Weltmusikalische Klänge von der Grünen Insel

„Als Irish Traditional Band sind wir wohl nicht zu bezeichnen, aber als Band, deren Wurzeln ganz tief in der irischen Musiktradition verankert sind.“ (Nicola Joyce)

 

GRÁDA

New Irish Folk

Wenn man an einem ungemütlichen Winterabend das Haus verlässt, um in das pfälzische Dörfchen Hatzenbühl zu fahren, dann muss es dafür schon einen wirklich guten Grund geben. Einen solchen Grund können beispielsweise fünf Musiker liefern, die sich Gráda nennen und an diesem Abend dort auftreten. Seit sieben Jahren reist die Band kreuz und quer durch die Welt und begeistert ihre Zuhörer mit einer Musik, die in Fachkreisen gerne als „New Irish Folk“ bezeichnet wird. Nun weiß man, dass solche Begriffe häufig geprägt werden, wenn man sich schwer tut mit der Beschreibung dessen, was da gespielt und gesungen wird. Und mal ehrlich: Wirklich etwas vorstellen kann man sich unter dem Begriff New Irish Folk doch eigentlich nicht. Ein Grund mehr, sich etwas genauer mit Gráda zu beschäftigen.

Von Markus Dehm

Diskografie:
Endeauvour
(Compass Records, 2002)
The Landing Step
(Compass Records, 2004)
Cloudy Day Navigation

  (Compass Records, 2007)

Gráda unterwegs:
go! www.musiccontact.com

16.05.08: Bielefeld, Neue Schmiede
17.05.08: Sohren, Bürgerhalle
18.05.08: Rottweil, Theater im Badhaus
22.05.08: Bonn, Kunst- und Ausstellungshalle
23.05.08: Kaarst, Albert Einstein Forum
24.05.08: Ritterhude, Veranstaltungszentrum

go! www.gradamusic.com

Ruft man sich die Webpage einer Band auf den Computerbildschirm, um etwas über die Biografien der Musiker zu erfahren, dann bekommt man häufig seitenlange Abhandlungen, die vom ersten Kontakt mit dem Instrument über die Anfänge in der Schülerband bis hin zu Auftritten in den großen Hallen dieser Welt reichen.
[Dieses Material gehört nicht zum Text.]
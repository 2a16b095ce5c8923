// Copyright (C) 2026 Lilypad Contributors
// SPDX-License-Identifier: AGPL-3.0-or-later
//! SQLite-backed storage backend.
//!
//! Documents live in a `documents` table keyed by (kind, id); secondary-index
//! rows are materialized into `index_rows` with a packed sort key whose byte
//! order equals the logical [`IndexKey`] tuple order, so every listing is a
//! single range scan. Writes refresh the index rows in the same transaction
//! as the revision check.

use std::path::Path;

use async_trait::async_trait;
use chrono::{DateTime, Utc};
use sqlx::sqlite::SqlitePoolOptions;
use sqlx::{Row, SqlitePool};

use crate::error::{CoreError, Result};

use super::index::{self, IndexKey, QuerySpec};
use super::{Attachment, Backend, RawDocument};

static MIGRATOR: sqlx::migrate::Migrator = sqlx::migrate!("./migrations/sqlite");

/// Separator between packed key components. Sorts below every character that
/// may appear inside a component, so prefix keys order before their
/// extensions exactly like the tuple comparison does.
const COMPONENT_SEP: char = '\u{1f}';

/// Pack a composite key into a single string whose byte order matches the
/// [`IndexKey`] tuple order. Integers are offset into `u64` space and
/// zero-padded to fixed width; variant tags order Min < Int < Str < Max.
fn pack_key(keys: &[IndexKey]) -> String {
    let mut out = String::new();
    for (i, key) in keys.iter().enumerate() {
        if i > 0 {
            out.push(COMPONENT_SEP);
        }
        match key {
            IndexKey::Min => out.push('0'),
            IndexKey::Int(v) => {
                out.push('1');
                out.push_str(&format!("{:020}", (*v as i128 - i64::MIN as i128) as u128));
            }
            IndexKey::Str(s) => {
                out.push('2');
                out.push_str(s);
            }
            IndexKey::Max => out.push('3'),
        }
    }
    out
}

/// SQLite-backed [`Backend`] implementation.
#[derive(Clone)]
pub struct SqliteBackend {
    pool: SqlitePool,
}

impl SqliteBackend {
    /// Create a backend from an existing pool. The caller is responsible for
    /// having run the migrations.
    pub fn new(pool: SqlitePool) -> Self {
        Self { pool }
    }

    /// Create and initialize a backend from a file path.
    ///
    /// Creates parent directories and the database file if needed, connects
    /// with sensible defaults, and runs all migrations.
    pub async fn from_path(path: impl AsRef<Path>) -> Result<Self> {
        let path = path.as_ref();

        if let Some(parent) = path.parent()
            && !parent.as_os_str().is_empty()
        {
            std::fs::create_dir_all(parent).map_err(|e| CoreError::Database {
                operation: "create_dir".to_string(),
                details: format!("Failed to create directory {:?}: {}", parent, e),
            })?;
        }

        let url = format!("sqlite:{}?mode=rwc", path.to_string_lossy());
        Self::from_url(&url).await
    }

    /// Create and initialize a backend from a connection URL
    /// (e.g. `sqlite:.data/lilypad.db?mode=rwc`).
    pub async fn from_url(url: &str) -> Result<Self> {
        let pool = SqlitePoolOptions::new()
            .max_connections(5)
            .connect(url)
            .await
            .map_err(|e| CoreError::Database {
                operation: "connect".to_string(),
                details: format!("Failed to connect to SQLite at {:?}: {}", url, e),
            })?;

        MIGRATOR.run(&pool).await.map_err(|e| CoreError::Database {
            operation: "migrate".to_string(),
            details: format!("Failed to run migrations: {}", e),
        })?;

        Ok(Self { pool })
    }
}

fn row_to_doc(row: &sqlx::sqlite::SqliteRow) -> Result<RawDocument> {
    let body: String = row.try_get("body")?;
    Ok(RawDocument {
        kind: row.try_get("kind")?,
        id: row.try_get("id")?,
        rev: row.try_get("rev")?,
        schema_version: row.try_get("schema_version")?,
        body: serde_json::from_str(&body)?,
        created_at: row.try_get::<DateTime<Utc>, _>("created_at")?,
        updated_at: row.try_get::<DateTime<Utc>, _>("updated_at")?,
    })
}

/// Refresh the index rows of one document inside an open transaction.
async fn reindex(
    tx: &mut sqlx::Transaction<'_, sqlx::Sqlite>,
    doc: &RawDocument,
) -> Result<()> {
    for def in index::for_kind(&doc.kind) {
        sqlx::query("DELETE FROM index_rows WHERE index_name = ? AND doc_id = ?")
            .bind(def.name)
            .bind(&doc.id)
            .execute(&mut **tx)
            .await?;

        if let Some(keys) = (def.keys)(doc) {
            sqlx::query("INSERT INTO index_rows (index_name, sort_key, doc_id) VALUES (?, ?, ?)")
                .bind(def.name)
                .bind(pack_key(&keys))
                .bind(&doc.id)
                .execute(&mut **tx)
                .await?;
        }
    }
    Ok(())
}

#[async_trait]
impl Backend for SqliteBackend {
    async fn fetch(&self, kind: &str, id: &str) -> Result<Option<RawDocument>> {
        let row = sqlx::query(
            r#"
            SELECT kind, id, rev, schema_version, body, created_at, updated_at
            FROM documents
            WHERE kind = ? AND id = ?
            "#,
        )
        .bind(kind)
        .bind(id)
        .fetch_optional(&self.pool)
        .await?;

        row.as_ref().map(row_to_doc).transpose()
    }

    async fn fetch_all(&self, kind: &str) -> Result<Vec<RawDocument>> {
        let rows = sqlx::query(
            r#"
            SELECT kind, id, rev, schema_version, body, created_at, updated_at
            FROM documents
            WHERE kind = ?
            ORDER BY id
            "#,
        )
        .bind(kind)
        .fetch_all(&self.pool)
        .await?;

        rows.iter().map(row_to_doc).collect()
    }

    async fn insert(&self, doc: RawDocument) -> Result<i64> {
        let mut tx = self.pool.begin().await?;

        let result = sqlx::query(
            r#"
            INSERT INTO documents (kind, id, rev, schema_version, body, created_at, updated_at)
            VALUES (?, ?, 1, ?, ?, ?, ?)
            "#,
        )
        .bind(&doc.kind)
        .bind(&doc.id)
        .bind(doc.schema_version)
        .bind(doc.body.to_string())
        .bind(doc.created_at)
        .bind(doc.updated_at)
        .execute(&mut *tx)
        .await;

        if let Err(err) = result {
            if err
                .as_database_error()
                .is_some_and(|e| e.is_unique_violation())
            {
                return Err(CoreError::Conflict {
                    kind: doc.kind,
                    id: doc.id,
                });
            }
            return Err(err.into());
        }

        let mut stored = doc;
        stored.rev = 1;
        reindex(&mut tx, &stored).await?;
        tx.commit().await?;
        Ok(1)
    }

    async fn replace(&self, expect_rev: i64, doc: RawDocument) -> Result<i64> {
        let mut tx = self.pool.begin().await?;

        let result = sqlx::query(
            r#"
            UPDATE documents
            SET rev = rev + 1, schema_version = ?, body = ?, updated_at = ?
            WHERE kind = ? AND id = ? AND rev = ?
            "#,
        )
        .bind(doc.schema_version)
        .bind(doc.body.to_string())
        .bind(doc.updated_at)
        .bind(&doc.kind)
        .bind(&doc.id)
        .bind(expect_rev)
        .execute(&mut *tx)
        .await?;

        if result.rows_affected() == 0 {
            return Err(CoreError::Conflict {
                kind: doc.kind,
                id: doc.id,
            });
        }

        let mut stored = doc;
        stored.rev = expect_rev + 1;
        reindex(&mut tx, &stored).await?;
        tx.commit().await?;
        Ok(stored.rev)
    }

    async fn remove(&self, kind: &str, id: &str, expect_rev: i64) -> Result<bool> {
        let mut tx = self.pool.begin().await?;

        let stored_rev: Option<i64> =
            sqlx::query_scalar("SELECT rev FROM documents WHERE kind = ? AND id = ?")
                .bind(kind)
                .bind(id)
                .fetch_optional(&mut *tx)
                .await?;

        match stored_rev {
            None => return Ok(false),
            Some(rev) if rev != expect_rev => {
                return Err(CoreError::Conflict {
                    kind: kind.to_string(),
                    id: id.to_string(),
                });
            }
            Some(_) => {}
        }

        sqlx::query("DELETE FROM documents WHERE kind = ? AND id = ?")
            .bind(kind)
            .bind(id)
            .execute(&mut *tx)
            .await?;
        sqlx::query("DELETE FROM attachments WHERE kind = ? AND doc_id = ?")
            .bind(kind)
            .bind(id)
            .execute(&mut *tx)
            .await?;
        for def in index::for_kind(kind) {
            sqlx::query("DELETE FROM index_rows WHERE index_name = ? AND doc_id = ?")
                .bind(def.name)
                .bind(id)
                .execute(&mut *tx)
                .await?;
        }

        tx.commit().await?;
        Ok(true)
    }

    async fn query(&self, spec: &QuerySpec) -> Result<Vec<RawDocument>> {
        let def = index::registry()
            .iter()
            .find(|def| def.name == spec.index)
            .ok_or_else(|| CoreError::Database {
                operation: "query".to_string(),
                details: format!("unknown index '{}'", spec.index),
            })?;

        let order = if spec.descending {
            "ORDER BY r.sort_key DESC, r.doc_id DESC"
        } else {
            "ORDER BY r.sort_key ASC, r.doc_id ASC"
        };
        let sql = format!(
            r#"
            SELECT d.kind, d.id, d.rev, d.schema_version, d.body, d.created_at, d.updated_at
            FROM index_rows r
            JOIN documents d ON d.kind = ? AND d.id = r.doc_id
            WHERE r.index_name = ?
              AND (r.sort_key, r.doc_id) >= (?, ?)
              AND (r.sort_key, r.doc_id) <= (?, ?)
            {order}
            LIMIT ? OFFSET ?
            "#
        );

        let rows = sqlx::query(&sql)
            .bind(def.kind)
            .bind(spec.index)
            .bind(pack_key(&spec.lower_key))
            .bind(&spec.lower_doc_id)
            .bind(pack_key(&spec.upper_key))
            .bind(&spec.upper_doc_id)
            .bind(spec.limit.map(|l| l as i64).unwrap_or(-1))
            .bind(spec.skip as i64)
            .fetch_all(&self.pool)
            .await?;

        rows.iter().map(row_to_doc).collect()
    }

    async fn write_attachment(&self, kind: &str, id: &str, attachment: Attachment) -> Result<()> {
        let mut tx = self.pool.begin().await?;

        let exists: Option<i64> =
            sqlx::query_scalar("SELECT 1 FROM documents WHERE kind = ? AND id = ?")
                .bind(kind)
                .bind(id)
                .fetch_optional(&mut *tx)
                .await?;
        if exists.is_none() {
            return Err(CoreError::NotFound {
                kind: kind.to_string(),
                id: id.to_string(),
            });
        }

        sqlx::query(
            r#"
            INSERT INTO attachments (kind, doc_id, name, content_type, data)
            VALUES (?, ?, ?, ?, ?)
            ON CONFLICT (kind, doc_id, name)
            DO UPDATE SET content_type = excluded.content_type, data = excluded.data
            "#,
        )
        .bind(kind)
        .bind(id)
        .bind(&attachment.name)
        .bind(&attachment.content_type)
        .bind(&attachment.data)
        .execute(&mut *tx)
        .await?;

        tx.commit().await?;
        Ok(())
    }

    async fn read_attachment(
        &self,
        kind: &str,
        id: &str,
        name: &str,
    ) -> Result<Option<Attachment>> {
        let row = sqlx::query(
            r#"
            SELECT name, content_type, data
            FROM attachments
            WHERE kind = ? AND doc_id = ? AND name = ?
            "#,
        )
        .bind(kind)
        .bind(id)
        .bind(name)
        .fetch_optional(&self.pool)
        .await?;

        match row {
            Some(row) => Ok(Some(Attachment {
                name: row.try_get("name")?,
                content_type: row.try_get("content_type")?,
                data: row.try_get("data")?,
            })),
            None => Ok(None),
        }
    }

    async fn delete_attachment(&self, kind: &str, id: &str, name: &str) -> Result<()> {
        sqlx::query("DELETE FROM attachments WHERE kind = ? AND doc_id = ? AND name = ?")
            .bind(kind)
            .bind(id)
            .bind(name)
            .execute(&self.pool)
            .await?;
        Ok(())
    }
}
Bei Gráda ist das anders: Man erfährt vor allem, was die Bandmitglieder am liebsten essen, unter welchem Sternzeichen sie einst das Licht der Welt erblickt haben, welchen Bus man nehmen muss, um in den Dubliner Vorort zu gelangen, in dem Alan Doherty zu Hause ist und so weiter ... So ganz nebenbei werden auch ein paar Details erwähnt, so „unbedeutende“ Dinge eben wie die Tatsache, dass Doherty als Flötist beim Soundtrack des Films Der Herr der Ringe zu hören ist, für den es einen Oscar gab. Aber welchen Wert hat eine solche Information schon gegenüber der Tatsache, dass Nicola Joyce, die Sängerin der Band, am liebsten Walnusskuchen mag? Man kann darüber schmunzeln, allerdings spiegelt die Aufmachung der Website das Selbstverständnis von Gráda sehr gut wider. Man gibt sich locker, entspannt, ganz so, als wolle man nicht nur das Publikum, sondern auch sich selbst unterhalten und das mit einer Musik, die zuweilen genügend Schwung hat, um ein Segelboot bei Flaute in Fahrt zu bringen. Und eine gelassene Einstellung ist wohl auch wichtig, wenn man insgesamt acht, neun Monate im Jahr aus dem Koffer lebt, immer unterwegs von Gig zu Gig.

Gráda

Die Musiker der heutigen Besetzung waren nicht alle von Beginn an dabei, Colin Farrell ersetzte Brendan O’Sullivan an der Fiddle, und als Anne Marie O’Malley die Segel bei Gráda strich, übernahm Nicola Joyce ihren Part und damit ganz gewiss keine leichte Aufgabe. Aber Joyce, die junge Sängerin, Bodhrán-, Gitarre- und Fiddlespielerin von der irischen Westküste, meistert die Aufgabe mit Bravour. Eigentlich ist sie Lehrerin für Irisch und Musik, und sie würde heute wohl an irgendeiner Schule in Galway, Sligo oder Limerick unterrichten, wäre da nicht dieses Casting gewesen. Ja, richtig – ein Casting. Und da meint man immer, die Karriere eines Folkmusikers aus Irland beginne in einem Pub, im Rahmen einer Session, wo man gehört, entdeckt und weiterempfohlen wird. Die „Gráda-Herren“ aber ließen bitten. So an die zwanzig Damen durften für sie singen und Nicola Joyce war schließlich am Ende die Glückliche. Auf die Frage, ob es denn nicht schwierig sei, die ganze Zeit mit den Jungs zusammen zu sein, ob sie sich nicht manchmal eine Kollegin wünsche, sagt sie: „Eigentlich macht mir das nichts aus. Wir kommen prima miteinander klar, und das ist die Hauptsache. Außerdem haben meine Kollegen feminine Züge, das stellt man fest, wenn man sie gut genug kennt. Gerry beispielweise geht wahnsinnig gerne shoppen. In dieser Hinsicht ist er zweifellos jeder Frau ebenbürtig. Aber ich gebe zu, dass es hin und wieder auch schön wäre, weibliche Gesellschaft zu haben.“

„Für mich waren beispielsweise die Sessions zu Hause in unserem lokalen Pub besonders prägend. Dieser Pub ist großartig, ein Schmelztiegel für Musiker, Künstler, Farmer und Trinker.“ (Nicola Joyce)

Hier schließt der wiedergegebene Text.